Fuerth spoke about the changing world landscape instigated by modern technological advances and globalization and the ability of the United States and the international community to address these issues adequately.

Fundamental to this transformation is human “mastery over nature,” Fuerth said, citing contemporary examples as stem cell-research and genetically-modified food. He warned against the unprecedented rise of machines, which he said have the capability to displace human experts or even impinge upon personal freedoms.

“Everyday machines get smarter and their influence is growing stronger,” Fuerth said. “(It’s) hard to think about changes for which there are no experience, nothing to draw upon,”

Fuerth taught an undergraduate course on the national security policy of the Clinton administration as well as a graduate course on issues related to foreign engagement. Fuerth, who also served on the Principals’ Committee of the National Security Council, spent 11 years as a foreign-service officer.

While his speech took a warning tone, Fuerth praised students and their work and called his first teaching experience “terrifying,” adding “it has been important in my development.”

“I started seeing my students pull ahead of me, come up with answers I had not thought of,” Fuerth said. “The payoff of that was to enter finally into an intellectual exchange with my students.”
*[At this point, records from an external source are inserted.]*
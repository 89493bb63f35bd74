//! Position conversion helpers.
//!
//! Tree-sitter positions are zero-based. Human-facing output uses one-based
//! line and column numbers.

/// Converts a Tree-sitter position (0-based) to one-based display coordinates.
#[must_use]
pub fn point_to_one_based(pos: tree_sitter::Point) -> (u32, u32) {
    let line = u32::try_from(pos.row.saturating_add(1)).unwrap_or(u32::MAX);
    let column = u32::try_from(pos.column.saturating_add(1)).unwrap_or(u32::MAX);
    (line, column)
}
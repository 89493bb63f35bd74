//! Memoisation of compiled patterns.

use std::num::NonZeroUsize;
use std::sync::{Arc, Mutex, PoisonError};

use lru::LruCache;
use trawl_core::MatchOptions;

use crate::compiler::CompiledPattern;
use crate::error::MatchError;

const DEFAULT_CAPACITY: NonZeroUsize = match NonZeroUsize::new(64) {
    Some(capacity) => capacity,
    None => NonZeroUsize::MIN,
};

/// Least-recently-used cache of compiled patterns keyed by their options.
#[derive(Debug)]
pub struct PatternCache {
    entries: Mutex<LruCache<MatchOptions, Arc<CompiledPattern>>>,
}

impl Default for PatternCache {
    fn default() -> Self {
        Self::new(DEFAULT_CAPACITY)
    }
}

impl PatternCache {
    /// Creates a cache holding at most `capacity` patterns.
    #[must_use]
    pub fn new(capacity: NonZeroUsize) -> Self {
        Self {
            entries: Mutex::new(LruCache::new(capacity)),
        }
    }

    /// Returns the cached pattern for `options`, compiling it on a miss.
    ///
    /// Failed compilations are not cached.
    ///
    /// # Errors
    ///
    /// Returns the error produced by `compile`.
    pub fn get_or_compile(
        &self,
        options: &MatchOptions,
        compile: impl FnOnce() -> Result<Arc<CompiledPattern>, MatchError>,
    ) -> Result<Arc<CompiledPattern>, MatchError> {
        if let Some(hit) = self.lock().get(options) {
            return Ok(Arc::clone(hit));
        }
        let compiled = compile()?;
        self.lock().put(options.clone(), Arc::clone(&compiled));
        Ok(compiled)
    }

    /// Returns the number of cached patterns.
    #[must_use]
    pub fn len(&self) -> usize {
        self.lock().len()
    }

    /// Returns whether the cache is empty.
    #[must_use]
    pub fn is_empty(&self) -> bool {
        self.lock().is_empty()
    }

    fn lock(&self) -> std::sync::MutexGuard<'_, LruCache<MatchOptions, Arc<CompiledPattern>>> {
        self.entries.lock().unwrap_or_else(PoisonError::into_inner)
    }
}
//! Errors raised while parsing source and pattern text.

use thiserror::Error;

use crate::language::SupportedLanguage;

/// Errors from the syntax layer.
#[derive(Debug, Error)]
#[non_exhaustive]
pub enum SyntaxError {
    /// Tree-sitter refused the grammar, usually an ABI version mismatch.
    #[error("tree-sitter rejected the {language} grammar: {reason}")]
    GrammarUnavailable {
        /// The language whose grammar was rejected.
        language: SupportedLanguage,
        /// What Tree-sitter reported.
        reason: String,
    },

    /// Tree-sitter returned no tree at all.
    #[error("tree-sitter produced no tree for {language} source")]
    NoTree {
        /// The language being parsed.
        language: SupportedLanguage,
    },

    /// Pattern text holds no syntax nodes.
    #[error("pattern is empty")]
    EmptyPattern,

    /// Pattern text is not valid code in the host language, even wrapped in
    /// a function body.
    #[error("pattern is not valid {language}: {detail}")]
    UnparseablePattern {
        /// The host language.
        language: SupportedLanguage,
        /// Where parsing first went wrong.
        detail: String,
    },

    /// A `$` sequence in the pattern is not a metavariable.
    #[error("invalid metavariable at offset {offset}: {problem}")]
    InvalidMetavariable {
        /// Byte offset of the first `$`.
        offset: usize,
        /// What is wrong with it.
        problem: MetavariableProblem,
    },
}

/// Ways a `$` sequence can fail to be a metavariable.
#[derive(Debug, Clone, Copy, PartialEq, Eq, Error)]
pub enum MetavariableProblem {
    /// Only `$` and `$$$` introduce metavariables.
    #[error("expected 1 or 3 '$' characters, found {0}")]
    PrefixLength(usize),
    /// The prefix is not followed by a valid name.
    #[error("missing name after '$'")]
    MissingName,
}

impl SyntaxError {
    /// Creates an unparseable pattern error.
    #[must_use]
    pub fn unparseable(language: SupportedLanguage, detail: impl Into<String>) -> Self {
        Self::UnparseablePattern {
            language,
            detail: detail.into(),
        }
    }

    /// Creates an invalid metavariable error.
    #[must_use]
    pub const fn invalid_metavariable(offset: usize, problem: MetavariableProblem) -> Self {
        Self::InvalidMetavariable { offset, problem }
    }
}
The J.B. and Maurice C. Shapiro Foundation established The Shapiro Professorship to appoint eminent figures in the fields of international affairs and diplomacy as instructors in the Elliot School

He said he has plans to continue teaching at GW even after his tenure as the Shapiro Professor ends.

Perhaps the lightest moment, breaking the serious composure of the room and prompting widespread laughter, came from one of Fuerth’s former colleagues in the Clinton-Gore administration.

“How important is it that the President of the United States be smart?” he asked.

Fuerth was diplomatic with his response answering, “more important than intelligence is character.”